Versehrte Seelen
Im Kopf des jungen Mannes herrscht ein Riesen-Durcheinander. Seine gesamte Identität schwankt bedenklich, das Dasein erscheint ihm wie ein einziges Paradoxon. Auf der einen Seite fühlt sich Lisandro Vega, den sie alle nur Eisejuaz nennen, verbunden mit jenem indigenen Stamm aus dem Norden Argentiniens, als dessen Mitglied er aufgewachsen ist, auf der anderen prägt ihn die Sozialisation durch eine Missionsstelle mit ihren strengen Geboten.
So zieht es ihn einerseits immer wieder zur vertrauten schamanischen Tradition, Eisejuaz kommuniziert mit den Tieren und den Bäumen, die zu ihm sprechen.
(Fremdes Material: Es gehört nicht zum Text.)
//! Request and Response models for the cache server API
//!
//! This module defines the DTOs (Data Transfer Objects) used for
//! serializing/deserializing request and response bodies.

pub mod requests;
pub mod responses;

// Re-export commonly used types
pub use requests::{CacheItem, CacheRequest, Operation, UnknownOperation};
pub use responses::{CacheResponse, ErrorResponse, HealthResponse, ResponseItem};
//! Eviction Notifier Module
//!
//! Callback interface fired when the store drops an entry on its own, either
//! to stay within capacity or because its TTL ran out. Explicit deletes and
//! flushes are not evictions and never reach the handler.

use std::fmt;

use tracing::debug;

// == Eviction Reason ==
/// Why an entry was evicted.
#[derive(Debug, Clone, Copy, PartialEq, Eq, Hash)]
pub enum EvictionReason {
    /// Pushed out of a full cache as the least recently used entry
    LruEviction,
    /// Found expired on access
    TtlEviction,
}

impl fmt::Display for EvictionReason {
    fn fmt(&self, f: &mut fmt::Formatter<'_>) -> fmt::Result {
        match self {
            EvictionReason::LruEviction => f.write_str("LRUEviction"),
            EvictionReason::TtlEviction => f.write_str("TTLEviction"),
        }
    }
}

// == Eviction Handler ==
/// Observer invoked synchronously, before the evicted entry is dropped.
///
/// Handlers run while the caller holds the cache lock, so they must be fast
/// and must not block. Hand work off to a channel if it is expensive.
pub trait EvictionHandler: Send {
    fn handle_eviction(&mut self, key: &str, value: &[u8], reason: EvictionReason);
}

impl<F> EvictionHandler for F
where
    F: FnMut(&str, &[u8], EvictionReason) + Send,
{
    fn handle_eviction(&mut self, key: &str, value: &[u8], reason: EvictionReason) {
        self(key, value, reason)
    }
}

// == Tracing Handler ==
/// Handler that records every eviction as a debug event.
#[derive(Debug, Default, Clone, Copy)]
pub struct TracingEvictionHandler;

impl EvictionHandler for TracingEvictionHandler {
    fn handle_eviction(&mut self, key: &str, value: &[u8], reason: EvictionReason) {
        debug!(key, bytes = value.len(), %reason, "cache entry evicted");
    }
}
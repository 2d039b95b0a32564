//! Response DTOs for the cache server API
//!
//! Defines the structure of outgoing HTTP response bodies.

use serde::{Deserialize, Serialize};

/// Item echoed back by a successful cache call.
#[derive(Debug, Clone, Default, PartialEq, Eq, Serialize, Deserialize)]
pub struct ResponseItem {
    /// The requested key
    pub key: String,
    /// Stored value, empty unless the operation reads or computes one
    #[serde(default)]
    pub value: Vec<u8>,
    /// CAS version, 0 unless the operation reports one
    #[serde(default)]
    pub cas: u64,
}

impl ResponseItem {
    pub fn new(key: impl Into<String>) -> Self {
        Self {
            key: key.into(),
            ..Self::default()
        }
    }

    pub fn with_value(mut self, value: impl Into<Vec<u8>>) -> Self {
        self.value = value.into();
        self
    }

    pub fn with_cas(mut self, cas: u64) -> Self {
        self.cas = cas;
        self
    }
}

/// Response body for a cache call
///
/// `item` is absent for DELETE and FLUSHALL.
#[derive(Debug, Clone, Default, PartialEq, Eq, Serialize, Deserialize)]
pub struct CacheResponse {
    #[serde(default, skip_serializing_if = "Option::is_none")]
    pub item: Option<ResponseItem>,
}

impl CacheResponse {
    pub fn with_item(item: ResponseItem) -> Self {
        Self { item: Some(item) }
    }

    pub fn empty() -> Self {
        Self { item: None }
    }
}

/// Response body for the health endpoint (GET /health)
#[derive(Debug, Clone, Serialize)]
pub struct HealthResponse {
    /// Health status (e.g., "healthy")
    pub status: String,
    /// Current timestamp in ISO 8601 format
    pub timestamp: String,
}

impl HealthResponse {
    /// Creates a new HealthResponse with current timestamp
    pub fn healthy() -> Self {
        Self {
            status: "healthy".to_string(),
            timestamp: chrono::Utc::now().to_rfc3339(),
        }
    }
}

/// Error response body for all error conditions
#[derive(Debug, Clone, Serialize, Deserialize)]
pub struct ErrorResponse {
    /// Client-facing error code ("not found", "already exists", ...)
    pub code: String,
    /// Error message describing what went wrong
    pub error: String,
}

impl ErrorResponse {
    /// Creates a new ErrorResponse
    pub fn new(code: impl Into<String>, error: impl Into<String>) -> Self {
        Self {
            code: code.into(),
            error: error.into(),
        }
    }
}
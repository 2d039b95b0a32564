//! Cache Module
//!
//! Provides in-memory caching with LRU eviction, lazy TTL expiration and
//! CAS versioning.

pub mod codec;
mod entry;
mod eviction;
mod lru;
mod store;


// Re-export public types
pub use codec::{decode_counter, encode_counter, CounterError};
pub use entry::CacheEntry;
pub use eviction::{EvictionHandler, EvictionReason, TracingEvictionHandler};
pub use lru::{LruList, NodeId};
pub use store::{CacheStore, CounterUpdate};
//! Cache Entry Module
//!
//! Defines the structure for individual cache entries with TTL and CAS support.

use std::time::{Duration, Instant};

// == Cache Entry ==
/// Represents a single cache entry with value and metadata.
#[derive(Debug, Clone)]
pub struct CacheEntry {
    /// The key this entry is indexed under
    pub key: String,
    /// The stored bytes
    pub value: Vec<u8>,
    /// CAS version assigned by the last successful mutation
    pub cas: u64,
    /// Time to live, `Duration::ZERO` = no expiration
    pub ttl: Duration,
    /// When the current value was stored
    pub created_at: Instant,
}

impl CacheEntry {
    // == Constructor ==
    /// Creates a new cache entry stamped with the current time.
    pub fn new(key: String, value: Vec<u8>, ttl: Duration, cas: u64) -> Self {
        Self {
            key,
            value,
            cas,
            ttl,
            created_at: Instant::now(),
        }
    }

    // == Store ==
    /// Overwrites the value and TTL in place and restarts the TTL clock.
    pub fn store(&mut self, value: Vec<u8>, ttl: Duration, cas: u64) {
        self.value = value;
        self.ttl = ttl;
        self.cas = cas;
        self.created_at = Instant::now();
    }

    // == Is Expired ==
    /// Checks if the entry has expired.
    ///
    /// An entry with a TTL is expired as soon as its age reaches the TTL.
    /// Entries with a zero TTL never expire.
    pub fn is_expired(&self) -> bool {
        !self.ttl.is_zero() && self.created_at.elapsed() >= self.ttl
    }
}
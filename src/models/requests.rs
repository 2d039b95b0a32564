//! Request DTOs for the cache server API
//!
//! Defines the operation identifiers and the shape of incoming cache calls.

use std::fmt;
use std::str::FromStr;
use std::time::Duration;

use serde::{Deserialize, Serialize};

// == Operation ==
/// Cache operations a request can name.
#[derive(Debug, Clone, Copy, PartialEq, Eq, Hash)]
pub enum Operation {
    Set,
    Cas,
    Get,
    Gets,
    Add,
    Replace,
    Delete,
    Touch,
    Append,
    Prepend,
    Increment,
    Decrement,
    FlushAll,
}

impl Operation {
    /// Every operation, in wire code order.
    pub const ALL: [Operation; 13] = [
        Operation::Set,
        Operation::Cas,
        Operation::Get,
        Operation::Gets,
        Operation::Add,
        Operation::Replace,
        Operation::Delete,
        Operation::Touch,
        Operation::Append,
        Operation::Prepend,
        Operation::Increment,
        Operation::Decrement,
        Operation::FlushAll,
    ];

    pub fn as_str(&self) -> &'static str {
        match self {
            Operation::Set => "SET",
            Operation::Cas => "CAS",
            Operation::Get => "GET",
            Operation::Gets => "GETS",
            Operation::Add => "ADD",
            Operation::Replace => "REPLACE",
            Operation::Delete => "DELETE",
            Operation::Touch => "TOUCH",
            Operation::Append => "APPEND",
            Operation::Prepend => "PREPEND",
            Operation::Increment => "INCREMENT",
            Operation::Decrement => "DECREMENT",
            Operation::FlushAll => "FLUSHALL",
        }
    }

    /// Numeric wire code (position in [`Operation::ALL`]).
    pub fn code(&self) -> usize {
        Self::ALL.iter().position(|op| op == self).unwrap_or_default()
    }
}

impl fmt::Display for Operation {
    fn fmt(&self, f: &mut fmt::Formatter<'_>) -> fmt::Result {
        f.write_str(self.as_str())
    }
}

/// An operation identifier that names no known operation.
#[derive(Debug, Clone, PartialEq, Eq, thiserror::Error)]
#[error("unknown operation: {0}")]
pub struct UnknownOperation(pub String);

impl FromStr for Operation {
    type Err = UnknownOperation;

    /// Accepts names in any case, or numeric wire codes.
    fn from_str(s: &str) -> Result<Self, Self::Err> {
        let s = s.trim();
        if let Ok(code) = s.parse::<usize>() {
            return Self::ALL
                .get(code)
                .copied()
                .ok_or_else(|| UnknownOperation(s.to_string()));
        }
        Self::ALL
            .iter()
            .copied()
            .find(|op| op.as_str().eq_ignore_ascii_case(s))
            .ok_or_else(|| UnknownOperation(s.to_string()))
    }
}

// == Cache Item ==
/// Key/value payload carried by a request.
#[derive(Debug, Clone, Default, PartialEq, Eq, Deserialize, Serialize)]
pub struct CacheItem {
    /// The cache key
    #[serde(default)]
    pub key: String,
    /// Value bytes for storing operations
    #[serde(default)]
    pub value: Vec<u8>,
    /// TTL in seconds, 0 = never expires
    #[serde(default)]
    pub ttl: u64,
    /// Expected CAS version for CAS
    #[serde(default)]
    pub cas: u64,
}

impl CacheItem {
    pub fn new(key: impl Into<String>) -> Self {
        Self {
            key: key.into(),
            ..Self::default()
        }
    }

    pub fn with_value(mut self, value: impl Into<Vec<u8>>) -> Self {
        self.value = value.into();
        self
    }

    pub fn with_ttl(mut self, ttl_seconds: u64) -> Self {
        self.ttl = ttl_seconds;
        self
    }

    pub fn with_cas(mut self, cas: u64) -> Self {
        self.cas = cas;
        self
    }

    pub fn ttl_duration(&self) -> Duration {
        Duration::from_secs(self.ttl)
    }
}

// == Cache Request ==
/// Request body for a cache call (POST /call)
///
/// # Fields
/// - `operation`: operation name (`"SET"`, `"gets"`, ...) or numeric code
/// - `item`: key, value, ttl and expected CAS version
/// - `append` / `prepend`: bytes for APPEND and PREPEND
/// - `increment` / `decrement`: amounts for INCREMENT and DECREMENT
#[derive(Debug, Clone, Default, Deserialize, Serialize)]
pub struct CacheRequest {
    #[serde(default)]
    pub operation: String,
    #[serde(default)]
    pub item: CacheItem,
    #[serde(default)]
    pub append: Vec<u8>,
    #[serde(default)]
    pub prepend: Vec<u8>,
    #[serde(default)]
    pub increment: u64,
    #[serde(default)]
    pub decrement: u64,
}

impl CacheRequest {
    pub fn new(operation: Operation, item: CacheItem) -> Self {
        Self {
            operation: operation.as_str().to_string(),
            item,
            ..Self::default()
        }
    }

    pub fn with_append(mut self, suffix: impl Into<Vec<u8>>) -> Self {
        self.append = suffix.into();
        self
    }

    pub fn with_prepend(mut self, prefix: impl Into<Vec<u8>>) -> Self {
        self.prepend = prefix.into();
        self
    }

    pub fn with_increment(mut self, amount: u64) -> Self {
        self.increment = amount;
        self
    }

    pub fn with_decrement(mut self, amount: u64) -> Self {
        self.decrement = amount;
        self
    }
}

#[cfg(test)]
mod tests {
    use super::*;

    #[test]
    fn test_operation_from_name() {
        assert_eq!("SET".parse::<Operation>(), Ok(Operation::Set));
        assert_eq!("gets".parse::<Operation>(), Ok(Operation::Gets));
        assert_eq!("FlushAll".parse::<Operation>(), Ok(Operation::FlushAll));
        assert_eq!(
            "FROB".parse::<Operation>(),
            Err(UnknownOperation("FROB".to_string()))
        );
        assert!("".parse::<Operation>().is_err());
    }

    #[test]
    fn test_operation_from_code() {
        for op in Operation::ALL {
            assert_eq!(op.code().to_string().parse::<Operation>(), Ok(op));
        }
        assert_eq!("12".parse::<Operation>(), Ok(Operation::FlushAll));
        assert!("13".parse::<Operation>().is_err());
    }

    #[test]
    fn test_request_deserialize_minimal() {
        let json = r#"{"operation": "FLUSHALL"}"#;
        let req: CacheRequest = serde_json::from_str(json).unwrap();
        assert_eq!(req.operation, "FLUSHALL");
        assert_eq!(req.item, CacheItem::default());
    }

    #[test]
    fn test_request_deserialize_full() {
        let json = r#"{
            "operation": "CAS",
            "item": {"key": "foo", "value": [98, 97, 114], "ttl": 60, "cas": 7},
            "append": [1],
            "increment": 3
        }"#;
        let req: CacheRequest = serde_json::from_str(json).unwrap();
        assert_eq!(req.item.key, "foo");
        assert_eq!(req.item.value, b"bar");
        assert_eq!(req.item.ttl_duration(), Duration::from_secs(60));
        assert_eq!(req.item.cas, 7);
        assert_eq!(req.append, vec![1]);
        assert_eq!(req.increment, 3);
        assert_eq!(req.decrement, 0);
    }

    #[test]
    fn test_request_builders() {
        let req = CacheRequest::new(Operation::Append, CacheItem::new("k").with_ttl(5))
            .with_append("tail");
        assert_eq!(req.operation, "APPEND");
        assert_eq!(req.item.ttl, 5);
        assert_eq!(req.append, b"tail");
    }
}
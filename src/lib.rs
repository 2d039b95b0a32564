//! Mini Memcache - A memcached-style in-memory cache server
//!
//! Provides set/add/replace/cas, append/prepend, increment/decrement, delete
//! and flush over an LRU cache with lazy TTL expiration and CAS versioning.

pub mod api;
pub mod cache;
pub mod config;
pub mod dispatcher;
pub mod error;
pub mod models;
pub mod server;

pub use api::AppState;
pub use cache::CacheStore;
pub use config::Config;
pub use dispatcher::Dispatcher;
pub use error::{CacheError, ErrorCode, RpcError};
pub use server::{CacheServer, ServerHandle};
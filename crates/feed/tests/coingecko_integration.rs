use kanshi_core::price::error::FeedError;
use kanshi_core::price::port::PriceFeed;
use kanshi_feed::coingecko::CoinGeckoProvider;
use rust_decimal_macros::dec;
use tokio::io::{AsyncReadExt, AsyncWriteExt};
use tokio::net::TcpListener;

/// reqwest 以 rustls-no-provider 编译，构建客户端前进程必须装好
/// CryptoProvider。幂等：重复安装被忽略。
fn install_tls_provider() {
    rustls::crypto::ring::default_provider().install_default().ok();
}

/// 在随机端口起一个一次性 HTTP 桩服务，返回固定的响应体
async fn spawn_stub(status: &'static str, body: &'static str) -> String {
    let listener = TcpListener::bind("127.0.0.1:0").await.unwrap();
    let addr = listener.local_addr().unwrap();

    tokio::spawn(async move {
        if let Ok((mut stream, _)) = listener.accept().await {
            let mut buf = [0u8; 4096];
            let _ = stream.read(&mut buf).await;
            let response = format!(
                "HTTP/1.1 {status}\r\nContent-Type: application/json\r\nContent-Length: {}\r\nConnection: close\r\n\r\n{body}",
                body.len()
            );
            let _ = stream.write_all(response.as_bytes()).await;
        }
    });

    format!("http://{addr}")
}

/// # Summary
/// 桩服务集成测试：验证嵌套 JSON 的解析与 USD 价格提取。
#[tokio::test]
async fn parses_current_price_from_stub() {
    install_tls_provider();
    let base = spawn_stub(
        "200 OK",
        r#"{"id":"bitcoin","market_data":{"current_price":{"usd":64250.37,"eur":59100.02}}}"#,
    )
    .await;

    let provider = CoinGeckoProvider::with_base_url(base).unwrap();
    let price = provider.current_price("BTC").await.unwrap();
    assert_eq!(price, dec!(64250.37));
}

/// # Summary
/// 桩服务集成测试：404 映射为 `FeedError::NotFound`。
#[tokio::test]
async fn maps_404_to_not_found() {
    install_tls_provider();
    let base = spawn_stub("404 Not Found", r#"{"error":"coin not found"}"#).await;

    let provider = CoinGeckoProvider::with_base_url(base).unwrap();
    let err = provider.current_price("NOPE").await.unwrap_err();
    assert!(matches!(err, FeedError::NotFound(_)));
}

/// # Summary
/// 桩服务集成测试：结构不符的响应映射为 `FeedError::Parse`。
#[tokio::test]
async fn maps_malformed_body_to_parse_error() {
    install_tls_provider();
    let base = spawn_stub("200 OK", r#"{"unexpected":true}"#).await;

    let provider = CoinGeckoProvider::with_base_url(base).unwrap();
    let err = provider.current_price("BTC").await.unwrap_err();
    assert!(matches!(err, FeedError::Parse(_)));
}

/// # Summary
/// 真实网络集成测试：从 CoinGecko 官方 API 抓取 BTC 当前价格。
///
/// # Logic
/// 默认忽略，仅在手动联网测试时开启。
#[tokio::test]
#[ignore]
async fn test_coingecko_real_fetch() {
    install_tls_provider();
    let provider = CoinGeckoProvider::new().unwrap();
    let result = provider.current_price("BTC").await;

    assert!(
        result.is_ok(),
        "Failed to fetch real data from CoinGecko: {:?}",
        result.err()
    );
    let price = result.unwrap();
    assert!(price > rust_decimal::Decimal::ZERO);
    println!("BTC current price: {price} USD");
}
Zugleich führt er ein (bürgerliches) Leben, in dem ihm puristische Pastoren das Schreiben und Lesen beibringen, aber auch Gehorsam, ja, Unterwerfung fordern. In diesem Gestrüpp dröhnen die Kettensägen und die Lastwagen, die Ladung um Ladung das Biotop des Waldes zerstören – Eisejuaz selbst nimmt daran teil, indem er zeitweise in einem Sägewerk arbeitet. Und stößt dabei auf eine Vielzahl von Menschen, die ihm mit den unterschiedlichsten Forderungen begegnen.
So schildert es die argentinische Schriftstellerin Sara Gallardo in «Eisejuaz», ihrem beklemmenden Roman aus dem Jahr 1971. Dieser ist in ...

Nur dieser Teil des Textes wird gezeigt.